WHAT YOU ARE ASKED TO DO:
An exact transcription of the data below, complete and unaltered, is the expected answer.

INPUT DATA:
=======

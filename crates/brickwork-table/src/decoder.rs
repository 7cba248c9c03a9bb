use brickwork_core::primitive;
use brickwork_core::{BrickError, ErrorKind, Result};
use bytes::{Bytes, BytesMut};

use crate::field::{record_reach, FieldDescriptor, FieldType, FIELD_DESCRIPTOR_SIZE, PREAMBLE_SIZE, TEXT_WIDTH};
use crate::row::{FieldValue, Row};
use crate::table::Table;

/// Progress of a [`TableDecoder`]. A failed step parks the decoder in
/// `Failed` and every later step is a no-op.
#[derive(Debug, Clone, Copy, PartialEq, Eq)]
pub enum DecodeState {
    Start,
    PreambleRead,
    HeaderValidated,
    FieldsLoaded,
    RowsLoaded,
    Ready,
    Failed(ErrorKind),
}

/// The first 16 bytes of a table buffer.
#[derive(Debug, Clone, Copy, Default, PartialEq, Eq)]
pub struct Preamble {
    pub row_count: i32,
    pub field_count: i32,
    pub header_block_size: u32,
    pub record_stride: u32,
}

impl Preamble {
    pub fn read(buf: &[u8]) -> Result<Self> {
        Ok(Self {
            row_count: primitive::read_s32(buf, 0)?,
            field_count: primitive::read_s32(buf, 4)?,
            header_block_size: primitive::read_u32(buf, 8)?,
            record_stride: primitive::read_u32(buf, 12)?,
        })
    }

    pub fn write(&self, out: &mut BytesMut) {
        primitive::write_s32(out, 0, self.row_count);
        primitive::write_s32(out, 4, self.field_count);
        primitive::write_u32(out, 8, self.header_block_size);
        primitive::write_u32(out, 12, self.record_stride);
    }
}

/// Step-wise table loader.
///
/// `Start → PreambleRead → HeaderValidated → FieldsLoaded → RowsLoaded →
/// Ready`. [`Table::decode`] simply runs this to completion; driving it by
/// hand is useful to inspect how far a damaged buffer gets.
#[derive(Debug)]
pub struct TableDecoder {
    source: Bytes,
    state: DecodeState,
    preamble: Preamble,
    fields: Vec<FieldDescriptor>,
    rows: Vec<Row>,
}

impl TableDecoder {
    pub fn new(source: impl Into<Bytes>) -> Self {
        Self {
            source: source.into(),
            state: DecodeState::Start,
            preamble: Preamble::default(),
            fields: Vec::new(),
            rows: Vec::new(),
        }
    }

    pub fn state(&self) -> DecodeState {
        self.state
    }

    /// Preamble as read from the buffer; all zero before `PreambleRead`.
    pub fn preamble(&self) -> &Preamble {
        &self.preamble
    }

    /// Runs the next stage.
    pub fn step(&mut self) -> Result<DecodeState> {
        let next = match self.state {
            DecodeState::Start => self.read_preamble(),
            DecodeState::PreambleRead => self.validate_header(),
            DecodeState::HeaderValidated => self.load_fields(),
            DecodeState::FieldsLoaded => self.load_rows(),
            DecodeState::RowsLoaded => Ok(DecodeState::Ready),
            DecodeState::Ready | DecodeState::Failed(_) => return Ok(self.state),
        };

        match next {
            Ok(state) => {
                tracing::trace!("TableDecoder: {:?} -> {:?}", self.state, state);
                self.state = state;
                Ok(state)
            }
            Err(e) => {
                tracing::debug!("TableDecoder: failed in {:?}: {}", self.state, e);
                self.state = DecodeState::Failed(e.kind());
                Err(e)
            }
        }
    }

    /// Steps until `Ready` and hands over the decoded table.
    pub fn finish(mut self) -> Result<Table> {
        loop {
            match self.step()? {
                DecodeState::Ready => break,
                DecodeState::Failed(kind) => return Err(BrickError::Aborted(kind)),
                _ => {}
            }
        }
        tracing::debug!(
            "TableDecoder: {} fields, {} rows, stride {}",
            self.fields.len(),
            self.rows.len(),
            self.preamble.record_stride
        );
        Ok(Table::from_parts(self.fields, self.rows, self.preamble.record_stride))
    }

    fn read_preamble(&mut self) -> Result<DecodeState> {
        self.preamble = Preamble::read(&self.source)?;
        Ok(DecodeState::PreambleRead)
    }

    fn validate_header(&mut self) -> Result<DecodeState> {
        let p = self.preamble;
        let mismatch = || BrickError::HeaderSizeMismatch {
            declared: p.header_block_size,
            field_count: p.field_count,
            buffer_len: self.source.len(),
        };

        let declared = p.header_block_size as usize;
        if declared > self.source.len() || declared < PREAMBLE_SIZE {
            return Err(mismatch());
        }
        let block = declared - PREAMBLE_SIZE;
        if block % FIELD_DESCRIPTOR_SIZE != 0 {
            return Err(mismatch());
        }
        if i64::from(p.field_count) != (block / FIELD_DESCRIPTOR_SIZE) as i64 {
            return Err(mismatch());
        }
        Ok(DecodeState::HeaderValidated)
    }

    fn load_fields(&mut self) -> Result<DecodeState> {
        let count = self.preamble.field_count as usize;
        let stride = self.preamble.record_stride as usize;
        let mut fields = Vec::with_capacity(count);

        for index in 0..count {
            let offset = PREAMBLE_SIZE + index * FIELD_DESCRIPTOR_SIZE;
            let field = FieldDescriptor::read(&self.source, offset, index)?;
            if field.span().end > stride {
                tracing::warn!(
                    "TableDecoder: field {} ({:?}) ends at byte {}, past the {} byte record",
                    field.hash,
                    field.field_type,
                    field.span().end,
                    stride
                );
            }
            fields.push(field);
        }

        self.fields = fields;
        Ok(DecodeState::FieldsLoaded)
    }

    fn load_rows(&mut self) -> Result<DecodeState> {
        let p = self.preamble;
        let overflow = || BrickError::EntrySizeOverflow {
            row_count: p.row_count,
            record_stride: p.record_stride,
            header_block_size: p.header_block_size,
            buffer_len: self.source.len(),
        };

        let row_count = u64::try_from(p.row_count).map_err(|_| overflow())?;
        let required = u64::from(p.header_block_size) + u64::from(p.record_stride) * row_count;
        if required > self.source.len() as u64 {
            return Err(overflow());
        }

        let header = p.header_block_size as usize;
        let stride = p.record_stride as usize;
        let reach = record_reach(&self.fields, stride);
        let mut rows = Vec::with_capacity((row_count as usize).min(self.source.len()));

        for index in 0..row_count as usize {
            let base = header + index * stride;
            let mut values = Vec::with_capacity(self.fields.len());
            for field in &self.fields {
                values.push(decode_value(&self.source, base + field.start_offset as usize, field)?);
            }
            // Every value above decoded, so the source covers each field's span.
            let end = (base + reach).min(self.source.len());
            rows.push(Row::with_record(values, self.source.slice(base..end)));
        }

        let end = required as usize;
        if end < self.source.len() {
            tracing::trace!("TableDecoder: {} trailing bytes after row data", self.source.len() - end);
        }

        self.rows = rows;
        Ok(DecodeState::RowsLoaded)
    }
}

fn decode_value(buf: &[u8], offset: usize, field: &FieldDescriptor) -> Result<FieldValue> {
    Ok(match field.field_type {
        FieldType::Int => FieldValue::Int(field.extract(primitive::read_u32(buf, offset)?)),
        FieldType::Str => FieldValue::Str(primitive::read_fixed_text(buf, offset, TEXT_WIDTH)?),
        FieldType::Flt => FieldValue::Flt(primitive::read_f32(buf, offset)?),
    })
}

=======

TASK OUTPUT:
filename crates/brickwork-table/src/decoder.rs
repository 7cba248c9c03a9bb
use brickwork_core::primitive;
use brickwork_core::{BrickError, ErrorKind, Result};
use bytes::{Bytes, BytesMut};

use crate::field::{record_reach, FieldDescriptor, FieldType, FIELD_DESCRIPTOR_SIZE, PREAMBLE_SIZE, TEXT_WIDTH};
use crate::row::{FieldValue, Row};
use crate::table::Table;

/// Progress of a [`TableDecoder`]. A failed step parks the decoder in
/// `Failed` and every later step is a no-op.
#[derive(Debug, Clone, Copy, PartialEq, Eq)]
pub enum DecodeState {
    Start,
    PreambleRead,
    HeaderValidated,
    FieldsLoaded,
    RowsLoaded,
    Ready,
    Failed(ErrorKind),
}

/// The first 16 bytes of a table buffer.
#[derive(Debug, Clone, Copy, Default, PartialEq, Eq)]
pub struct Preamble {
    pub row_count: i32,
    pub field_count: i32,
    pub header_block_size: u32,
    pub record_stride: u32,
}

impl Preamble {
    pub fn read(buf: &[u8]) -> Result<Self> {
        Ok(Self {
            row_count: primitive::read_s32(buf, 0)?,
            field_count: primitive::read_s32(buf, 4)?,
            header_block_size: primitive::read_u32(buf, 8)?,
            record_stride: primitive::read_u32(buf, 12)?,
        })
    }

    pub fn write(&self, out: &mut BytesMut) {
        primitive::write_s32(out, 0, self.row_count);
        primitive::write_s32(out, 4, self.field_count);
        primitive::write_u32(out, 8, self.header_block_size);
        primitive::write_u32(out, 12, self.record_stride);
    }
}

/// Step-wise table loader.
///
/// `Start → PreambleRead → HeaderValidated → FieldsLoaded → RowsLoaded →
/// Ready`. [`Table::decode`] simply runs this to completion; driving it by
/// hand is useful to inspect how far a damaged buffer gets.
#[derive(Debug)]
pub struct TableDecoder {
    source: Bytes,
    state: DecodeState,
    preamble: Preamble,
    fields: Vec<FieldDescriptor>,
    rows: Vec<Row>,
}

impl TableDecoder {
    pub fn new(source: impl Into<Bytes>) -> Self {
        Self {
            source: source.into(),
            state: DecodeState::Start,
            preamble: Preamble::default(),
            fields: Vec::new(),
            rows: Vec::new(),
        }
    }

    pub fn state(&self) -> DecodeState {
        self.state
    }

    /// Preamble as read from the buffer; all zero before `PreambleRead`.
    pub fn preamble(&self) -> &Preamble {
        &self.preamble
    }

    /// Runs the next stage.
    pub fn step(&mut self) -> Result<DecodeState> {
        let next = match self.state {
            DecodeState::Start => self.read_preamble(),
            DecodeState::PreambleRead => self.validate_header(),
            DecodeState::HeaderValidated => self.load_fields(),
            DecodeState::FieldsLoaded => self.load_rows(),
            DecodeState::RowsLoaded => Ok(DecodeState::Ready),
            DecodeState::Ready | DecodeState::Failed(_) => return Ok(self.state),
        };

        match next {
            Ok(state) => {
                tracing::trace!("TableDecoder: {:?} -> {:?}", self.state, state);
                self.state = state;
                Ok(state)
            }
            Err(e) => {
                tracing::debug!("TableDecoder: failed in {:?}: {}", self.state, e);
                self.state = DecodeState::Failed(e.kind());
                Err(e)
            }
        }
    }

    /// Steps until `Ready` and hands over the decoded table.
    pub fn finish(mut self) -> Result<Table> {
        loop {
            match self.step()? {
                DecodeState::Ready => break,
                DecodeState::Failed(kind) => return Err(BrickError::Aborted(kind)),
                _ => {}
            }
        }
        tracing::debug!(
            "TableDecoder: {} fields, {} rows, stride {}",
            self.fields.len(),
            self.rows.len(),
            self.preamble.record_stride
        );
        Ok(Table::from_parts(self.fields, self.rows, self.preamble.record_stride))
    }

    fn read_preamble(&mut self) -> Result<DecodeState> {
        self.preamble = Preamble::read(&self.source)?;
        Ok(DecodeState::PreambleRead)
    }

    fn validate_header(&mut self) -> Result<DecodeState> {
        let p = self.preamble;
        let mismatch = || BrickError::HeaderSizeMismatch {
            declared: p.header_block_size,
            field_count: p.field_count,
            buffer_len: self.source.len(),
        };

        let declared = p.header_block_size as usize;
        if declared > self.source.len() || declared < PREAMBLE_SIZE {
            return Err(mismatch());
        }
        let block = declared - PREAMBLE_SIZE;
        if block % FIELD_DESCRIPTOR_SIZE != 0 {
            return Err(mismatch());
        }
        if i64::from(p.field_count) != (block / FIELD_DESCRIPTOR_SIZE) as i64 {
            return Err(mismatch());
        }
        Ok(DecodeState::HeaderValidated)
    }

    fn load_fields(&mut self) -> Result<DecodeState> {
        let count = self.preamble.field_count as usize;
        let stride = self.preamble.record_stride as usize;
        let mut fields = Vec::with_capacity(count);

        for index in 0..count {
            let offset = PREAMBLE_SIZE + index * FIELD_DESCRIPTOR_SIZE;
            let field = FieldDescriptor::read(&self.source, offset, index)?;
            if field.span().end > stride {
                tracing::warn!(
                    "TableDecoder: field {} ({:?}) ends at byte {}, past the {} byte record",
                    field.hash,
                    field.field_type,
                    field.span().end,
                    stride
                );
            }
            fields.push(field);
        }

        self.fields = fields;
        Ok(DecodeState::FieldsLoaded)
    }

    fn load_rows(&mut self) -> Result<DecodeState> {
        let p = self.preamble;
        let overflow = || BrickError::EntrySizeOverflow {
            row_count: p.row_count,
            record_stride: p.record_stride,
            header_block_size: p.header_block_size,
            buffer_len: self.source.len(),
        };

        let row_count = u64::try_from(p.row_count).map_err(|_| overflow())?;
        let required = u64::from(p.header_block_size) + u64::from(p.record_stride) * row_count;
        if required > self.source.len() as u64 {
            return Err(overflow());
        }

        let header = p.header_block_size as usize;
        let stride = p.record_stride as usize;
        let reach = record_reach(&self.fields, stride);
        let mut rows = Vec::with_capacity((row_count as usize).min(self.source.len()));

        for index in 0..row_count as usize {
            let base = header + index * stride;
            let mut values = Vec::with_capacity(self.fields.len());
            for field in &self.fields {
                values.push(decode_value(&self.source, base + field.start_offset as usize, field)?);
            }
            // Every value above decoded, so the source covers each field's span.
            let end = (base + reach).min(self.source.len());
            rows.push(Row::with_record(values, self.source.slice(base..end)));
        }

        let end = required as usize;
        if end < self.source.len() {
            tracing::trace!("TableDecoder: {} trailing bytes after row data", self.source.len() - end);
        }

        self.rows = rows;
        Ok(DecodeState::RowsLoaded)
    }
}

fn decode_value(buf: &[u8], offset: usize, field: &FieldDescriptor) -> Result<FieldValue> {
    Ok(match field.field_type {
        FieldType::Int => FieldValue::Int(field.extract(primitive::read_u32(buf, offset)?)),
        FieldType::Str => FieldValue::Str(primitive::read_fixed_text(buf, offset, TEXT_WIDTH)?),
        FieldType::Flt => FieldValue::Flt(primitive::read_f32(buf, offset)?),
    })
}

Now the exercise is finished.